Assignment
Write out all of the entries exactly, please.

[Stored items]
★ ★ ★ ★ ★
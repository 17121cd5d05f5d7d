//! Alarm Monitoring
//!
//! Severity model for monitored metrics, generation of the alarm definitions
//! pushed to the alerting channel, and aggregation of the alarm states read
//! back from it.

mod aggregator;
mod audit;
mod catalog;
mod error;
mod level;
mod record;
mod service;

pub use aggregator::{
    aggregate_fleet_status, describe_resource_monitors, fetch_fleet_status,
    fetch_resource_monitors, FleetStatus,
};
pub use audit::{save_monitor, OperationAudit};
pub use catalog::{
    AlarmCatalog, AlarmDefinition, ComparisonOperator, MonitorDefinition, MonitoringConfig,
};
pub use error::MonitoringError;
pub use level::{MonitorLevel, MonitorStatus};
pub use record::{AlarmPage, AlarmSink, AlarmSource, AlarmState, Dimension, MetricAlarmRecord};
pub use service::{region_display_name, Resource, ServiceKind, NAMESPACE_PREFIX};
★ ★ ★ ★ ★
Solution to this task
repository 17121cd5d05f5d7d
//! Alarm Monitoring
//!
//! Severity model for monitored metrics, generation of the alarm definitions
//! pushed to the alerting channel, and aggregation of the alarm states read
//! back from it.

mod aggregator;
mod audit;
mod catalog;
mod error;
mod level;
mod record;
mod service;

pub use aggregator::{
    aggregate_fleet_status, describe_resource_monitors, fetch_fleet_status,
    fetch_resource_monitors, FleetStatus,
};
pub use audit::{save_monitor, OperationAudit};
pub use catalog::{
    AlarmCatalog, AlarmDefinition, ComparisonOperator, MonitorDefinition, MonitoringConfig,
};
pub use error::MonitoringError;
pub use level::{MonitorLevel, MonitorStatus};
pub use record::{AlarmPage, AlarmSink, AlarmSource, AlarmState, Dimension, MetricAlarmRecord};
pub use service::{region_display_name, Resource, ServiceKind, NAMESPACE_PREFIX};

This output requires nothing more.